The Electoral College: Bulwark Against Fraud
Richard B. Darlington
Cornell University

Countless commentators have declared the American Electoral College to be an obsolete anachronism, and have suggested selecting American Presidents by simple majority vote. I argue that the Electoral College has a major advantage that has not been understood.

My interest in this area was stimulated by a popular magazine article by Will Hively (1996) about Alan Natapoff, and by a more technical paper which Natapoff kindly sent me (1996). However, I won't dwell on these papers except to say that I disagree with much of their argument, and I believe that Natapoff's concept of "voting power" is seriously flawed. Natapoff attempts to maximize individual "voting power" while still giving individuals equal power. As was noted in the letters to the editor of Discover magazine (March 1997), that goal can actually be attained by randomly selecting one voter, who is then allowed to name the President all alone -- obviously an unsatisfactory procedure. I found Natapoff's response to this argument unconvincing. Also, in those papers Natapoff explicitly avoids the issue of electoral fraud, which to me is the major single argument in favor of an Electoral College system for selecting the American president.

It's important to distinguish between two types of fraud. I'll call it minority fraud when the minority within a state manages to fraudently gather enough additional votes to make itself look like a majority. I'll call it majority fraud when a majority makes its majority look bigger than it really is, as when they stretch their candidate's vote from 60% to 70%. Majority fraud is probably far easier than minority fraud: for minority fraud to be successful the minority must fool the majority party within its own state, which probably controls the election machinery. Majority fraud requires merely that the party which probably controls the election machinery must manage to fool or silence a group that is already a minority. Therefore majority fraud seems like a far greater danger.

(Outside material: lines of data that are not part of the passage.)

#[derive(Subcommand)]
enum Commands {
    /// List the whole catalog in catalog order
    Movies,

    /// Show a single movie
    Show {
        /// Movie ID to display
        #[arg(long)]
        id: String,
    },

    /// Rank the catalog for a user
    Recommend {
        /// User ID to get recommendations for
        #[arg(long)]
        user_id: String,

        /// Only print the first N titles
        #[arg(long)]
        limit: Option<usize>,
    },

    /// Show the home page rows for a user
    Dashboard {
        #[arg(long)]
        user_id: String,
    },

    /// Create an account
    Signup {
        #[arg(long)]
        name: String,

        #[arg(long)]
        email: String,

        #[arg(long, default_value = "")]
        password: String,

        /// Between 1 and 5 preferred genres, comma separated (e.g. "Drama,Sci-Fi")
        #[arg(long, value_delimiter = ',', required = true)]
        genres: Vec<Genre>,
    },

    /// Look up an account by email
    Login {
        #[arg(long)]
        email: String,

        #[arg(long, default_value = "")]
        password: String,
    },

    /// List or change a user's watchlist
    Watchlist {
        #[command(subcommand)]
        action: WatchlistAction,
    },

    /// Write or read movie reviews
    Review {
        #[command(subcommand)]
        action: ReviewAction,
    },

    /// Add a title to the catalog (admin only)
    AddMovie {
        /// Acting user; must be an admin
        #[arg(long, default_value = ADMIN_ID)]
        as_user: String,

        #[arg(long)]
        title: String,

        #[arg(long, default_value = "")]
        description: String,

        /// Comma separated genre list
        #[arg(long, value_delimiter = ',', required = true)]
        genres: Vec<Genre>,

        #[arg(long, default_value = "")]
        director: String,

        /// Comma separated cast list
        #[arg(long, value_delimiter = ',')]
        cast: Vec<String>,

        #[arg(long)]
        year: u16,

        /// Running time in minutes
        #[arg(long)]
        duration: u32,

        #[arg(long, default_value = "")]
        poster_url: String,
    },

    /// Show catalog and account counters
    Stats,
}

#[derive(Subcommand)]
enum WatchlistAction {
    /// Show the movies on a user's watchlist
    List {
        #[arg(long)]
        user_id: String,
    },

    /// Add the movie if absent, remove it if present
    Toggle {
        #[arg(long)]
        user_id: String,

        #[arg(long)]
        movie_id: String,
    },
}

#[derive(Subcommand)]
enum ReviewAction {
    /// Review a movie
    Add {
        #[arg(long)]
        user_id: String,

        #[arg(long)]
        movie_id: String,

        /// Stars, 1 to 5
        #[arg(long)]
        rating: f32,

        #[arg(long, default_value = "")]
        comment: String,
    },

    /// Show the reviews of a movie
    List {
        #[arg(long)]
        movie_id: String,
    },
}

#[tokio::main]
async fn main() -> Result<()> {
    // Initialize tracing
    tracing_subscriber::fmt()
        .with_env_filter(
            tracing_subscriber::EnvFilter::try_from_default_env()
                .unwrap_or_else(|_| tracing_subscriber::EnvFilter::new("info")),
        )
        .with_writer(std::io::stderr)
        .init();

    let cli = Cli::parse();

    let mut config = BackendConfig::from_env().context("Failed to load backend configuration")?;
    if let Some(store) = cli.store {
        config.store_path = store;
    }
    if let Some(latency_ms) = cli.latency_ms {
        config.latency_ms = latency_ms;
    }
    debug!("Using configuration {:?}", config);

    let start = Instant::now();
    let backend = Backend::open(&config)
        .with_context(|| format!("Failed to open store at {}", config.store_path.display()))?;
    debug!("Store opened in {:?}", start.elapsed());

    let output = Output { json: cli.json };

    // Dispatch to appropriate command handler
    match cli.command {
        Commands::Movies => handle_movies(&backend, &output).await?,
        Commands::Show { id } => handle_show(&backend, &output, &id).await?,
        Commands::Recommend { user_id, limit } => {
            handle_recommend(&backend, &output, &user_id, limit).await?
        }
        Commands::Dashboard { user_id } => handle_dashboard(&backend, &output, &user_id).await?,
        Commands::Signup {
            name,
            email,
            password,
            genres,
        } => {
            let request = SignupRequest {
                name,
                email,
                password,
                genres,
            };
            handle_signup(&backend, &output, request).await?
        }
        Commands::Login { email, password } => {
            handle_login(&backend, &output, &email, &password).await?
        }
        Commands::Watchlist { action } => handle_watchlist(&backend, &output, action).await?,
        Commands::Review { action } => handle_review(&backend, &output, action).await?,
        Commands::AddMovie {
            as_user,
            title,
            description,
            genres,
            director,
            cast,
            year,
            duration,
            poster_url,
        } => {
            let draft = MovieDraft {
                title,
                description,
                genres,
                director,
                cast,
                year,
                duration_minutes: duration,
                poster_url,
            };
            handle_add_movie(&backend, &output, &as_user, draft).await?
        }
        Commands::Stats => handle_stats(&backend, &output).await?,
    }

    Ok(())
}

/// Chooses between JSON and colored text for every handler
struct Output {
    json: bool,
}

impl Output {
    /// Print `value` as JSON if requested; returns true when it did
    fn emit_json<T: Serialize>(&self, value: &T) -> Result<bool> {
        if self.json {
            println!(
                "{}",
                serde_json::to_string_pretty(value).context("Failed to encode output")?
            );
        }
        Ok(self.json)
    }
}

/// Handle the 'movies' command
async fn handle_movies(backend: &Backend<MemoryStore>, output: &Output) -> Result<()> {
    let movies = backend.movies().await;
    if output.emit_json(&movies)? {
        return Ok(());
    }

    println!("{}", format!("Catalog ({} titles):", movies.len()).bold().blue());
    print_movie_list(&movies);
    Ok(())
}

/// Handle the 'show' command
async fn handle_show(backend: &Backend<MemoryStore>, output: &Output, id: &str) -> Result<()> {
    let movie = backend
        .movie(id)
        .await
        .ok_or_else(|| anyhow!("Movie {} not found", id))?;
    if output.emit_json(&movie)? {
        return Ok(());
    }

    println!("{}", format!("{} ({})", movie.title, movie.year).bold().blue());
    println!("{}Genres: {}", "• ".green(), genre_list(&movie.genres));
    println!("{}Director: {}", "• ".green(), movie.director);
    println!("{}Cast: {}", "• ".green(), movie.cast.join(", "));
    println!("{}Duration: {} min", "• ".green(), movie.duration_minutes);
    println!("{}Rating: {:.1}", "• ".cyan(), movie.rating);
    println!("{}Views: {}", "• ".cyan(), movie.view_count);
    if !movie.description.is_empty() {
        println!();
        println!("{}", movie.description);
    }
    Ok(())
}

/// Handle the 'recommend' command
async fn handle_recommend(
    backend: &Backend<MemoryStore>,
    output: &Output,
    user_id: &str,
    limit: Option<usize>,
) -> Result<()> {
    let start = Instant::now();
    let recommendation = backend.recommended(user_id).await;
    let elapsed = start.elapsed();

    if output.emit_json(&recommendation)? {
        return Ok(());
    }

    print_recommendation(&recommendation, user_id, limit);
    println!("{} Ranked in {:?}", "✓".green(), elapsed);
    Ok(())
}

/// Handle the 'dashboard' command
async fn handle_dashboard(
    backend: &Backend<MemoryStore>,
    output: &Output,
    user_id: &str,
) -> Result<()> {
    let dashboard = backend.dashboard(user_id).await;
    if output.emit_json(&dashboard)? {
        return Ok(());
    }

    print_dashboard(&dashboard, user_id);
    Ok(())
}

/// Handle the 'signup' command
async fn handle_signup(
    backend: &Backend<MemoryStore>,
    output: &Output,
    request: SignupRequest,
) -> Result<()> {
    let user = backend.signup(request).await.context("Signup failed")?;
    if output.emit_json(&user)? {
        return Ok(());
    }

    println!("{} Created account {}", "✓".green(), user.id.bold());
    print_user(&user);
    Ok(())
}

/// Handle the 'login' command
async fn handle_login(
    backend: &Backend<MemoryStore>,
    output: &Output,
    email: &str,
    password: &str,
) -> Result<()> {
    let user = backend.login(email, password).await.context("Login failed")?;
    if output.emit_json(&user)? {
        return Ok(());
    }

    println!("{} Welcome back, {}", "✓".green(), user.name.bold());
    print_user(&user);
    Ok(())
}

/// Handle the 'watchlist' subcommands
async fn handle_watchlist(
    backend: &Backend<MemoryStore>,
    output: &Output,
    action: WatchlistAction,
) -> Result<()> {
    match action {
        WatchlistAction::List { user_id } => {
            let movies = backend
                .watchlist(&user_id)
                .await
                .context("Failed to load watchlist")?;
            if output.emit_json(&movies)? {
                return Ok(());
            }

            println!("{}", format!("Watchlist for {}:", user_id).bold().blue());
            if movies.is_empty() {
                println!("  (empty)");
            }
            print_movie_list(&movies);
        }
        WatchlistAction::Toggle { user_id, movie_id } => {
            let watchlist = backend
                .toggle_watchlist(&user_id, &movie_id)
                .await
                .context("Failed to update watchlist")?;
            if output.emit_json(&watchlist)? {
                return Ok(());
            }

            let verb = if watchlist.contains(&movie_id) { "Added" } else { "Removed" };
            println!(
                "{} {} {} ({} on watchlist)",
                "✓".green(),
                verb,
                movie_id.bold(),
                watchlist.len()
            );
        }
    }
    Ok(())
}

/// Handle the 'review' subcommands
async fn handle_review(
    backend: &Backend<MemoryStore>,
    output: &Output,
    action: ReviewAction,
) -> Result<()> {
    match action {
        ReviewAction::Add {
            user_id,
            movie_id,
            rating,
            comment,
        } => {
            let review = backend
                .add_review(&user_id, &movie_id, rating, &comment)
                .await
                .context("Failed to add review")?;
            if output.emit_json(&review)? {
                return Ok(());
            }

            println!(
                "{} {} rated {} {:.1} stars",
                "✓".green(),
                review.user_name.bold(),
                review.movie_id,
                review.rating
            );
        }
        ReviewAction::List { movie_id } => {
            let reviews = backend
                .reviews(&movie_id)
                .await
                .context("Failed to load reviews")?;
            if output.emit_json(&reviews)? {
                return Ok(());
            }

            println!("{}", format!("Reviews of {}:", movie_id).bold().blue());
            if reviews.is_empty() {
                println!("  (none yet)");
            }
            for review in &reviews {
                println!(
                    "{}{} {:.1} ({})",
                    "• ".cyan(),
                    review.user_name.bold(),
                    review.rating,
                    review.created_at.format("%Y-%m-%d")
                );
                if !review.comment.is_empty() {
                    println!("    {}", review.comment);
                }
            }
        }
    }
    Ok(())
}

/// Handle the 'add-movie' command
async fn handle_add_movie(
    backend: &Backend<MemoryStore>,
    output: &Output,
    actor_id: &str,
    draft: MovieDraft,
) -> Result<()> {
    let movie = backend
        .add_movie(actor_id, draft)
        .await
        .context("Failed to add movie")?;
    if output.emit_json(&movie)? {
        return Ok(());
    }

    println!(
        "{} Added {} ({}) as {}",
        "✓".green(),
        movie.title.bold(),
        movie.year,
        movie.id
    );
    Ok(())
}

/// Handle the 'stats' command
async fn handle_stats(backend: &Backend<MemoryStore>, output: &Output) -> Result<()> {
    let stats = backend.admin_stats().await;
    if output.emit_json(&stats)? {
        return Ok(());
    }

    print_stats(&stats);
    Ok(())
}
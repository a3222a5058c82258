//! Unranked dashboard rows: trending, browse-by-genre and the watchlist.

use catalog::{Genre, Movie, MovieStore, User};
use serde::Serialize;

/// Titles in the trending row
pub const TRENDING_SIZE: usize = 5;

/// How many genre rows the dashboard shows
pub const SHELF_COUNT: usize = 4;

/// Titles per genre row
pub const SHELF_SIZE: usize = 5;

/// One browse-by-genre row
#[derive(Debug, Clone, PartialEq, Serialize)]
pub struct GenreShelf {
    pub genre: Genre,
    pub movies: Vec<Movie>,
}

/// The first catalog entries, in catalog order
pub fn trending(catalog: &[Movie]) -> &[Movie] {
    &catalog[..catalog.len().min(TRENDING_SIZE)]
}

/// Build the browse-by-genre rows.
///
/// ## Algorithm
/// 1. Walk every movie's genre list in catalog order, keeping the first
///    [`SHELF_COUNT`] distinct genres seen
/// 2. For each, take the first [`SHELF_SIZE`] entries of the store's genre
///    index, which lists movies in catalog order
pub fn genre_shelves<S>(store: &S) -> Vec<GenreShelf>
where
    S: MovieStore + ?Sized,
{
    let mut genres: Vec<Genre> = Vec::with_capacity(SHELF_COUNT);
    for genre in store.movies().iter().flat_map(|m| m.genres.iter()) {
        if genres.len() == SHELF_COUNT {
            break;
        }
        if !genres.contains(genre) {
            genres.push(*genre);
        }
    }

    genres
        .into_iter()
        .map(|genre| GenreShelf {
            genre,
            movies: store
                .movie_ids_by_genre(genre)
                .iter()
                .filter_map(|id| store.movie(id))
                .take(SHELF_SIZE)
                .cloned()
                .collect(),
        })
        .filter(|shelf| !shelf.movies.is_empty())
        .collect()
}

/// Catalog movies on the user's watchlist, in catalog order.
///
/// Ids that no longer resolve to a catalog entry are skipped.
pub fn watchlist_movies<'a>(catalog: &'a [Movie], user: &User) -> Vec<&'a Movie> {
    catalog
        .iter()
        .filter(|m| user.watchlist.contains(&m.id))
        .collect()
}
//! End-to-end tests of the backend over a snapshot file.

use backend::{Backend, BackendConfig, SignupRequest};
use catalog::seed::ADMIN_ID;
use catalog::{Genre, MovieDraft};
use std::path::PathBuf;

fn temp_config(name: &str) -> BackendConfig {
    let dir: PathBuf = std::env::temp_dir().join(format!(
        "cinesense-backend-{}-{}",
        name,
        std::process::id()
    ));
    let _ = std::fs::remove_dir_all(&dir);

    BackendConfig {
        store_path: dir.join("store.json"),
        latency_ms: 0,
    }
}

#[tokio::test]
async fn test_fresh_store_is_seeded_and_written() {
    let config = temp_config("seeded");
    let backend = Backend::open(&config).unwrap();

    assert_eq!(backend.movies().await.len(), 8);
    assert!(config.store_path.exists());

    let json: serde_json::Value =
        serde_json::from_str(&std::fs::read_to_string(&config.store_path).unwrap()).unwrap();
    assert_eq!(json["movies"].as_array().map(|m| m.len()), Some(8));
    assert_eq!(json["users"][0]["role"], "admin");
}

#[tokio::test]
async fn test_mutations_survive_reopen() {
    let config = temp_config("reopen");

    let (user_id, movie_id) = {
        let backend = Backend::open(&config).unwrap();
        let user = backend
            .signup(SignupRequest {
                name: "Rita".to_string(),
                email: "rita@example.com".to_string(),
                password: "pw".to_string(),
                genres: vec![Genre::Horror, Genre::Mystery],
            })
            .await
            .unwrap();

        let movie = backend
            .add_movie(
                ADMIN_ID,
                MovieDraft {
                    title: "Night Shift".to_string(),
                    description: "Something is in the hospital basement.".to_string(),
                    genres: vec![Genre::Horror],
                    director: "A. Director".to_string(),
                    cast: vec![],
                    year: 2023,
                    duration_minutes: 101,
                    poster_url: String::new(),
                },
            )
            .await
            .unwrap();

        backend.toggle_watchlist(&user.id, &movie.id).await.unwrap();
        (user.id, movie.id)
    };

    let reopened = Backend::open(&config).unwrap();
    assert_eq!(reopened.movies().await.len(), 9);

    let user = reopened.login("rita@example.com", "").await.unwrap();
    assert_eq!(user.id, user_id);
    assert!(user.watchlist.contains(&movie_id));

    // The new title has rating 0 but matches a genre: 5 * 1 + 2 * 0 = 5.0,
    // below every seed title's no-match score of at least 8.6
    let rec = reopened.recommended(&user_id).await;
    assert_eq!(rec.movies().last().map(|m| m.id.clone()), Some(movie_id));
}

#[tokio::test]
async fn test_admin_stats_after_add() {
    let config = temp_config("stats");
    let backend = Backend::open(&config).unwrap();

    backend
        .add_movie(
            ADMIN_ID,
            MovieDraft {
                title: "Unrated".to_string(),
                description: String::new(),
                genres: vec![Genre::Documentary],
                director: String::new(),
                cast: vec![],
                year: 2022,
                duration_minutes: 80,
                poster_url: String::new(),
            },
        )
        .await
        .unwrap();

    let stats = backend.admin_stats().await;
    assert_eq!(stats.total_movies, 9);
    // 37.0 / 9
    assert!((stats.avg_rating - 37.0 / 9.0).abs() < 1e-4);
}

#[tokio::test]
async fn test_rejected_email_change_keeps_store_loadable() {
    let config = temp_config("email");

    {
        let backend = Backend::open(&config).unwrap();
        let mut user = backend
            .signup(SignupRequest {
                name: "Ann".to_string(),
                email: "a@example.com".to_string(),
                password: String::new(),
                genres: vec![Genre::Comedy],
            })
            .await
            .unwrap();

        user.email = "admin@cinesense.com".to_string();
        assert!(backend.update_user(user).await.is_err());
    }

    let reopened = Backend::open(&config).unwrap();
    assert!(reopened.login("a@example.com", "").await.is_ok());
    assert_eq!(reopened.admin_stats().await.total_users, 2);
}

#[tokio::test]
async fn test_reviews_survive_reopen() {
    let config = temp_config("reviews");

    let written = {
        let backend = Backend::open(&config).unwrap();
        backend
            .add_review(ADMIN_ID, "4", 4.5, "Stairs everywhere")
            .await
            .unwrap()
    };

    let reopened = Backend::open(&config).unwrap();
    assert_eq!(reopened.reviews("4").await.unwrap(), vec![written]);
    assert_eq!(reopened.admin_stats().await.total_reviews, 1);
}
//! Ranking and browsing for the CineSense catalog.
//!
//! This crate provides:
//! - Scorer trait and the default `WeightedScorer`
//! - `rank` for ordering the catalog by relevance to a user's genres
//! - `recommend`, which adds the unknown-user fallback
//! - Dashboard rows (trending, browse by genre, watchlist)
//!
//! Everything here is pure: no I/O, no state kept between calls.
//!
//! ## Example Usage
//! ```ignore
//! use recommender::{rank, recommend};
//!
//! let ranked = rank(store.movies(), &user.preferred_genres);
//!
//! // Unknown ids fall back to the first five catalog entries
//! let rec = recommend(store.movies(), store.user(user_id));
//! for movie in rec.movies() {
//!     println!("{}", movie.title);
//! }
//! ```

pub mod traits;
pub mod scorer;
pub mod ranking;
pub mod recommend;
pub mod browse;

// Re-export main types
pub use traits::Scorer;
pub use scorer::{GENRE_MATCH_WEIGHT, RATING_WEIGHT, ScoringWeights, WeightedScorer};
pub use ranking::{ScoredMovie, rank, rank_with, score_catalog};
pub use recommend::{FALLBACK_SIZE, Recommendation, recommend};
pub use browse::{GenreShelf, genre_shelves, trending, watchlist_movies};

It is therefore worth noting that majority and minority fraud have completely different effects in electoral college and majority-rules systems. In an electoral college system, majority fraud conveys no advantage at all; only minority fraud is even worth trying. But in a majority-rules system, majority fraud is just as effective as minority fraud -- boosting a candidate's vote within a state from 60% to 70% helps tip a national election just as much as boosting it from 30% to 40% or from 45% to 55%. Thus under an electoral college system the easiest type of fraud is totally useless, while under a majority-rules system it is just as effective as other types of fraud.

This problem compounds itself. People living under a majority-rules system would quickly recognize all these points. Consider a set of states that all have quite different social and political climates, such as Maine, New York, South Carolina, Florida, Louisiana, Illinois, California, and Montana. People in each of these states think of people in all those other states as quite different from themselves. Thus people in California will naturally wonder whether elections in New York are being conducted fairly, or whether a reported 70% margin for the Eastern presidential candidate was produced partly by fraud. Therefore there would quickly be a demand to nationalize the entire electoral system, and that would probably be done.

But that brings in a whole new possibility of fraud -- fraud by federal officials. When we count the number of top federal officials who have gone to jail in the last 25 years, and reflect that winning the presidency is the most tempting prize of all, we can have little faith that nationalized electoral machinery would be run fairly. One of the remarkable features of our present system for choosing a president is that the federal government has virtually no control over the system. If a sitting president chose to "postpone" the next election because of a war or social turmoil, he might succeed under a nationalized system. But under the present system his opinion would have little effect, since all the electoral machinery is in the hands of the states. This scenario is not as outrageous as some may think; during Richard Nixon's first term as president (1969-1973), some liberals seriously suspected that Nixon was thinking about using the turmoil of those times as an excuse to "postpone" the 1972 election. (I don't need a historical citation for this point; I was there and I remember it clearly. I recall it was discussed in a small liberal political newsletter called I. F. Stone's Weekly.) As it turned out, the Republicans were able to pull a quite different type of dirty trick, influencing the Democratic primaries to get the weakest major Democratic contender (George McGovern) nominated, with the predictable result that Nixon swept the election, less than two years before his dishonesty was exposed and he was forced to resign.

In tense times like the time around the 1972 election, serious suspicion of major vote fraud in a federally-controlled presidential election could well produce major social unrest and perhaps even civil war. Thus the most important single point about our system for choosing presidents is that it must remain primarily in the hands of the states. For that reason, there is no serious alternative to the Electoral College.
 

References
Hively, Will. Math Against Tyranny, Discover, November 1996.

Natapoff, Alan. A Mathematical one-man one-vote Rationale for Madisonian Presidential Voting Based on Maximum Individual Voting Power. Public Choice, 259-273, 88, 1996.